EE Times Online: "Alarming Export: Engineers"

By David Lammers

November 14, 2005

Ted Rappaport came to Austin just a few years ago to set up a wireless-technology center at the University of Texas at Austin. The Wireless Networking and Communications Group, which Rappaport directs, has attracted a dozen corporate sponsors and 14 world-class faculty to the wireless center. It is a huge success story.

But there are two problems, and they are related.

The wireless group has 70 students — all but five of them graduate students. Nearly all of them are from China, India and other non-U.S. countries. They gain entry by attaining essentially perfect scores on the graduate record exams.

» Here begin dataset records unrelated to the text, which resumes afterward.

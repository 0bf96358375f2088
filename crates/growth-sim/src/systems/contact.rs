//! Touch damage for targets overlapping the collision shape.

use log::trace;

use growth_core::constants::{TOUCH_COOLDOWN_TICKS, TOUCH_MARGIN};
use growth_core::definition::Definition;
use growth_core::enums::DamageCause;
use growth_core::events::EffectRequest;
use growth_core::state::MutableState;

use crate::host::TargetQuery;

/// Damage every affectable target touching the collision shape.
/// Returns the number of targets damaged.
pub fn tick(
    state: &mut MutableState,
    definition: &Definition,
    now: u64,
    targets: &dyn TargetQuery,
    effects: &mut Vec<EffectRequest>,
) -> usize {
    if !definition.collision_enabled || definition.touch_damage <= 0.0 {
        return 0;
    }
    let shape = state.collision_shape.inflate(TOUCH_MARGIN);
    if shape.is_empty() {
        return 0;
    }
    let reach = shape.size().max_element() * 0.5;

    let mut damaged = 0;
    for target in targets.living_targets_in_box(shape.center(), reach) {
        if !target.is_affectable() || !shape.contains(target.position) {
            continue;
        }
        if state
            .touch_cooldowns
            .get(&target.id)
            .is_some_and(|next| now < *next)
        {
            continue;
        }
        effects.push(EffectRequest::ApplyDamage {
            target: target.id,
            amount: definition.touch_damage,
            cause: DamageCause::Contact,
        });
        state
            .touch_cooldowns
            .insert(target.id, now + TOUCH_COOLDOWN_TICKS);
        damaged += 1;
    }
    if damaged > 0 {
        trace!("contact damaged {damaged} target(s)");
    }
    damaged
}

#[cfg(test)]
mod tests {
    use super::*;
    use glam::DVec3;
    use growth_core::types::{Shape, Target};

    fn spiky() -> (Definition, MutableState) {
        let def = Definition {
            collision_enabled: true,
            touch_damage: 3.0,
            ..Definition::inert()
        };
        let mut state = MutableState::baseline(&def);
        state.collision_shape = Shape::cube(DVec3::ZERO, 2.0);
        (def, state)
    }

    #[test]
    fn damages_touching_targets_once_per_cooldown() {
        let (def, mut state) = spiky();
        let targets = vec![
            Target::new(1, DVec3::new(0.5, 0.0, 0.0)),
            Target::new(2, DVec3::new(3.0, 0.0, 0.0)),
        ];
        let mut effects = Vec::new();
        assert_eq!(tick(&mut state, &def, 10, &targets, &mut effects), 1);
        assert_eq!(tick(&mut state, &def, 11, &targets, &mut effects), 0);
        assert_eq!(
            tick(&mut state, &def, 10 + TOUCH_COOLDOWN_TICKS, &targets, &mut effects),
            1
        );
        assert!(effects.iter().all(|e| matches!(
            e,
            EffectRequest::ApplyDamage { cause: DamageCause::Contact, amount, .. } if *amount == 3.0
        )));
    }

    #[test]
    fn margin_catches_targets_on_the_surface() {
        let (def, mut state) = spiky();
        let targets = vec![Target::new(1, DVec3::new(1.03, 0.0, 0.0))];
        let mut effects = Vec::new();
        assert_eq!(tick(&mut state, &def, 0, &targets, &mut effects), 1);
    }

    #[test]
    fn disabled_collision_does_nothing() {
        let (mut def, mut state) = spiky();
        def.collision_enabled = false;
        let targets = vec![Target::new(1, DVec3::ZERO)];
        let mut effects = Vec::new();
        assert_eq!(tick(&mut state, &def, 0, &targets, &mut effects), 0);
        assert!(state.touch_cooldowns.is_empty());
    }
}
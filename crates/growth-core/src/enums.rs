//! Enumeration types used throughout the simulation.

use serde::{Deserialize, Serialize};

/// The kinds of profile the registry can resolve.
#[derive(Debug, Clone, Copy, PartialEq, Eq, Hash, Serialize, Deserialize)]
pub enum ProfileKind {
    Force,
    Fuse,
    Explosion,
    Particle,
}

impl ProfileKind {
    pub fn as_str(&self) -> &'static str {
        match self {
            ProfileKind::Force => "force",
            ProfileKind::Fuse => "fuse",
            ProfileKind::Explosion => "explosion",
            ProfileKind::Particle => "particle",
        }
    }
}

/// How a fuse may be armed.
#[derive(Debug, Clone, Copy, Default, PartialEq, Eq, Serialize, Deserialize)]
pub enum FuseTrigger {
    /// Arms itself once growth progress reaches the auto-arm threshold.
    #[default]
    Auto,
    /// Armed by a player interacting with the instance.
    Interact,
    /// Armed by a player attacking the instance.
    Attack,
}

/// The external action behind a manual arm request.
#[derive(Debug, Clone, Copy, PartialEq, Eq, Serialize, Deserialize)]
pub enum ArmCause {
    Interact,
    Attack,
}

impl FuseTrigger {
    /// Whether a manual request with `cause` matches this trigger.
    pub fn accepts(&self, cause: ArmCause) -> bool {
        matches!(
            (self, cause),
            (FuseTrigger::Interact, ArmCause::Interact) | (FuseTrigger::Attack, ArmCause::Attack)
        )
    }
}

/// Observable phase of the fuse state machine.
#[derive(Debug, Clone, Copy, Default, PartialEq, Eq, Serialize, Deserialize)]
pub enum FusePhase {
    #[default]
    Disarmed,
    Armed,
    /// Fuse burned down; the burst sequence is running.
    Detonated,
}

/// Push or pull channel of the force field.
#[derive(Debug, Clone, Copy, PartialEq, Eq, Serialize, Deserialize)]
pub enum ForceMode {
    Push,
    Pull,
}

impl ForceMode {
    /// Radial sign when no ring bands shape the field.
    pub fn sign(&self) -> f64 {
        match self {
            ForceMode::Push => 1.0,
            ForceMode::Pull => -1.0,
        }
    }
}

/// Which derived shape a caller wants.
#[derive(Debug, Clone, Copy, PartialEq, Eq, Serialize, Deserialize)]
pub enum ShapeKind {
    Outline,
    Collision,
}

/// Attribution for damage requests.
#[derive(Debug, Clone, Copy, PartialEq, Eq, Serialize, Deserialize)]
pub enum DamageCause {
    /// Force field impact.
    Impact,
    /// Touching the collision shape.
    Contact,
    /// Burst explosion falloff.
    Explosion,
}

/// Why an instance's observable state changed this tick.
#[derive(Debug, Clone, Copy, PartialEq, Eq, Hash, Serialize, Deserialize)]
pub enum DirtyReason {
    Scale,
    TargetScale,
    Fuse,
    Burst,
    Charges,
    Definition,
    Reset,
}

impl DirtyReason {
    pub const ALL: [DirtyReason; 7] = [
        DirtyReason::Scale,
        DirtyReason::TargetScale,
        DirtyReason::Fuse,
        DirtyReason::Burst,
        DirtyReason::Charges,
        DirtyReason::Definition,
        DirtyReason::Reset,
    ];

    fn bit(self) -> u8 {
        1 << (self as u8)
    }
}

/// Compact set of [`DirtyReason`]s collected over one tick.
#[derive(Debug, Clone, Copy, Default, PartialEq, Eq, Serialize, Deserialize)]
pub struct DirtyReasons(u8);

impl DirtyReasons {
    pub fn insert(&mut self, reason: DirtyReason) {
        self.0 |= reason.bit();
    }

    pub fn contains(&self, reason: DirtyReason) -> bool {
        self.0 & reason.bit() != 0
    }

    pub fn is_empty(&self) -> bool {
        self.0 == 0
    }

    pub fn extend(&mut self, other: DirtyReasons) {
        self.0 |= other.0;
    }

    pub fn iter(&self) -> impl Iterator<Item = DirtyReason> + '_ {
        DirtyReason::ALL.into_iter().filter(|r| self.contains(*r))
    }
}

impl From<DirtyReason> for DirtyReasons {
    fn from(reason: DirtyReason) -> Self {
        let mut set = DirtyReasons::default();
        set.insert(reason);
        set
    }
}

The first problem is that the vast majority of these students now want to go home, either immediately after earning their graduate degrees or after getting a few years of work experience. And the problem is not confined to the University of Texas at Austin. Rappaport went to the University of Florida not too long ago to give an invited lecture on wireless technology. He asked the Chinese students there how many of them planned to go home right after earning their graduate degrees. About two-thirds raised their hands. He then rephrased the question, asking how many would want to go home after working in the United States for a few years. All of them raised their hands.

Going home wasn't a very attractive option a decade or two ago, when all the good jobs were in America. Now, there are plenty of good jobs back home.

There's nothing wrong with going home. As the cliché reminds us, that's where the heart is. Most people ultimately feel most comfortable on their own turf, with their own culture, living near family, speaking their native language. But America's success has been about having so much to offer that turning one's back on the comforts of home becomes an acceptable trade-off.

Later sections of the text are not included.